Alors une capuche sur la tête, les mains dans les poches, il arrive tranquillement dans la petite boutique où le vermillon lui sourit déjà de toutes ses dents.
Une petite « clochette » sonne, le violet salut poliment l'employé et s'approchant de son capitaine, il demande son travail à effectuer.

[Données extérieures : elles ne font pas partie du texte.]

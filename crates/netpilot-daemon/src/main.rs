#![deny(unsafe_op_in_unsafe_fn)]

use std::panic;
use std::path::{Path, PathBuf};
use std::sync::Arc;
use std::time::Duration;

use anyhow::{Context, Result};
use tokio::signal::unix::{signal, SignalKind};
use tokio::sync::Notify;
use tokio_util::sync::CancellationToken;
use tracing::{error, info, warn};

use netpilot_daemon::config::DaemonConfig;
use netpilot_daemon::state::Daemon;
use netpilot_daemon::{monitor, reaper, server, settings_watch, socket};

const COMPONENT: &str = "netpilotd";

// The connectivity worker is its own thread; two runtime workers are enough
// for socket handling and the background tasks.
#[tokio::main(flavor = "multi_thread", worker_threads = 2)]
async fn main() -> Result<()> {
    let config = DaemonConfig::from_env();
    let log_cfg = netpilot_logging::fs::read_config(&config.root_path);
    let _logging_guards = netpilot_logging::init(COMPONENT, &config.root_path, &log_cfg)?;

    install_panic_hook();

    let _log_watcher = match netpilot_logging::spawn_watcher(&config.root_path) {
        Ok(handle) => Some(handle),
        Err(err) => {
            warn!("Logging watcher disabled: {}", err);
            None
        }
    };

    let span = tracing::info_span!("netpilotd", component = COMPONENT);
    let _span_guard = span.enter();

    let listener = socket::bind_socket(&config.socket_path, config.socket_group.as_deref())
        .with_context(|| format!("binding {}", config.socket_path.display()))?;

    let build_config = config.clone();
    let daemon = tokio::task::spawn_blocking(move || Daemon::build(build_config))
        .await
        .context("daemon startup panicked")??;
    let state = Arc::clone(&daemon.state);

    let global_cancel = CancellationToken::new();
    spawn_retention_task(config.root_path.clone(), global_cancel.clone());
    reaper::spawn_reaper(Arc::clone(&state), global_cancel.clone());

    let monitor_handle = tokio::spawn(monitor::run_interface_monitor(
        Arc::clone(&state),
        global_cancel.clone(),
    ));
    let settings_handle =
        match settings_watch::spawn_settings_watcher(Arc::clone(&state), global_cancel.clone()) {
            Ok(handle) => Some(handle),
            Err(err) => {
                warn!("Settings watcher disabled: {:#}", err);
                None
            }
        };

    let shutdown = Arc::new(Notify::new());
    let shutdown_signal = Arc::clone(&shutdown);
    tokio::spawn(async move {
        let mut sigterm = match signal(SignalKind::terminate()) {
            Ok(signal) => signal,
            Err(err) => {
                warn!("Failed to register SIGTERM handler: {}", err);
                return;
            }
        };
        let mut sigint = match signal(SignalKind::interrupt()) {
            Ok(signal) => signal,
            Err(err) => {
                warn!("Failed to register SIGINT handler: {}", err);
                return;
            }
        };

        tokio::select! {
            _ = sigterm.recv() => {
                info!("Received SIGTERM, initiating graceful shutdown");
            },
            _ = sigint.recv() => {
                info!("Received SIGINT, initiating graceful shutdown");
            },
        }

        shutdown_signal.notify_waiters();
    });

    info!("netpilotd ready on {}", config.socket_path.display());
    server::run(listener, Arc::clone(&state), Arc::clone(&shutdown)).await;

    info!("Starting graceful shutdown...");
    global_cancel.cancel();
    let _ = tokio::time::timeout(Duration::from_secs(2), monitor_handle).await;
    if let Some(handle) = settings_handle {
        let _ = tokio::time::timeout(Duration::from_secs(2), handle).await;
    }

    // Joins the worker after it drains its queue.
    let service = daemon.service;
    if tokio::task::spawn_blocking(move || service.shutdown())
        .await
        .is_err()
    {
        warn!("Connectivity service shutdown panicked");
    }
    remove_socket(&config.socket_path);

    info!("netpilotd stopped");
    Ok(())
}

fn remove_socket(path: &Path) {
    if let Err(err) = std::fs::remove_file(path) {
        if err.kind() != std::io::ErrorKind::NotFound {
            warn!("Failed to remove {}: {}", path.display(), err);
        }
    }
}

fn spawn_retention_task(root: PathBuf, cancel: CancellationToken) {
    tokio::spawn(async move {
        let mut interval = tokio::time::interval(Duration::from_secs(24 * 60 * 60));
        loop {
            tokio::select! {
                _ = cancel.cancelled() => {
                    info!("Log retention task stopped by shutdown signal");
                    break;
                }
                _ = interval.tick() => {
                    let root = root.clone();
                    let result = tokio::task::spawn_blocking(move || {
                        let cfg = netpilot_logging::fs::read_config(&root);
                        netpilot_logging::run_retention(&root, COMPONENT, &cfg)
                    })
                    .await;
                    match result {
                        Ok(Ok(0)) => {}
                        Ok(Ok(removed)) => info!("Log retention removed {} file(s)", removed),
                        Ok(Err(err)) => warn!("Log retention failed: {:#}", err),
                        Err(err) => warn!("Log retention task panicked: {}", err),
                    }
                }
            }
        }
    });
}

/// Logs panics with location and backtrace before the default hook runs.
fn install_panic_hook() {
    let default_hook = panic::take_hook();

    panic::set_hook(Box::new(move |panic_info| {
        let location = panic_info
            .location()
            .map(|loc| format!("{}:{}:{}", loc.file(), loc.line(), loc.column()))
            .unwrap_or_else(|| "unknown location".to_string());

        let message = if let Some(s) = panic_info.payload().downcast_ref::<&str>() {
            s.to_string()
        } else if let Some(s) = panic_info.payload().downcast_ref::<String>() {
            s.clone()
        } else {
            "unknown panic payload".to_string()
        };

        let backtrace = std::backtrace::Backtrace::capture();
        error!(
            target: "netpilotd::panic",
            location = %location,
            message = %message,
            "PANIC: daemon panicked"
        );
        if backtrace.status() == std::backtrace::BacktraceStatus::Captured {
            error!(target: "netpilotd::panic", backtrace = %backtrace, "Panic backtrace");
        } else {
            error!(
                target: "netpilotd::panic",
                "Backtrace not available (set RUST_BACKTRACE=1 to enable)"
            );
        }

        default_hook(panic_info);
    }));
}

_ Prend ce sac-là, moi je m'occupe des deux autres.
_ Et t'aurais pas pu le faire seul !? …Fainéant.
Le rouge ne répond pas, se contente de lui adresser un sourire faux et calculé. Un sourire moqueur en vrai. Rin pousse un soupir, se dirige vers l'endroit indiqué et s'abaisse légèrement pour attraper son colis et repartir près de la porte.

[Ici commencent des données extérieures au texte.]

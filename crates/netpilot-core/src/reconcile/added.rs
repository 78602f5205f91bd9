use std::collections::HashMap;

use crate::link::RouteInfo;

#[derive(Debug, Clone, Copy, PartialEq, Eq)]
pub enum Release {
    /// Last reference dropped; the route should leave the kernel table.
    Released,
    StillReferenced(usize),
    NotPresent,
}

/// Reference-counted multiset of routes installed in the default table.
#[derive(Debug, Default)]
pub struct AddedRoutes {
    counts: HashMap<RouteInfo, usize>,
}

impl AddedRoutes {
    pub fn new() -> Self {
        Self::default()
    }

    /// Returns the reference count after the add.
    pub fn add(&mut self, route: RouteInfo) -> usize {
        let count = self.counts.entry(route).or_insert(0);
        *count += 1;
        *count
    }

    pub fn remove(&mut self, route: &RouteInfo) -> Release {
        match self.counts.get_mut(route) {
            None => Release::NotPresent,
            Some(count) if *count > 1 => {
                *count -= 1;
                Release::StillReferenced(*count)
            }
            Some(_) => {
                self.counts.remove(route);
                Release::Released
            }
        }
    }

    pub fn contains(&self, route: &RouteInfo) -> bool {
        self.counts.contains_key(route)
    }

    pub fn count(&self, route: &RouteInfo) -> usize {
        self.counts.get(route).copied().unwrap_or(0)
    }

    pub fn len(&self) -> usize {
        self.counts.len()
    }

    pub fn is_empty(&self) -> bool {
        self.counts.is_empty()
    }

    pub fn routes(&self) -> impl Iterator<Item = (&RouteInfo, usize)> {
        self.counts.iter().map(|(route, count)| (route, *count))
    }
}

_ Et ça va nous servir à quoi ça !?
_ C'est pour le festival des lanternes, le lycée organise une série de stand au lycée et on pourra promouvoir notre club !
_ On est en nombre suffisant.
_ Je sais mais on sèche une journée entière pis tu pourras rester toute la journée avec moi.
_ Même pas en rêve ! …On y va !?
Acquiesçant, Seijuurou remercie le reprographiste et sort de la petite enseigne.
L'un à côté de l'autre, la pluie tombe toujours et ils sont les seuls à emprunter ce trottoir gris.
Le rouge reprend la parole, énerve inconsciemment le mauve qui ne dit rien cependant et ils continuent leur marche jusqu'au lycée.
Les voitures éblouissent à l'aide de leurs phares, les flaques s'agrandissent aux files des minutes et Mikoshiba continue de parler.
Rin consent à répondre de temps à autre, de sourire à certaines conneries lancées et de pousser de profond soupir à d'autres moments.
Le long du trottoir, Rin mentirait s'il disait qu'il préférerait être ailleurs. A ses côtés, le cendré taquine légèrement le lilas et rabats à l'aide de sa main devenue libre, la capuche de son ami qui risque de céder au vent, à tout moment.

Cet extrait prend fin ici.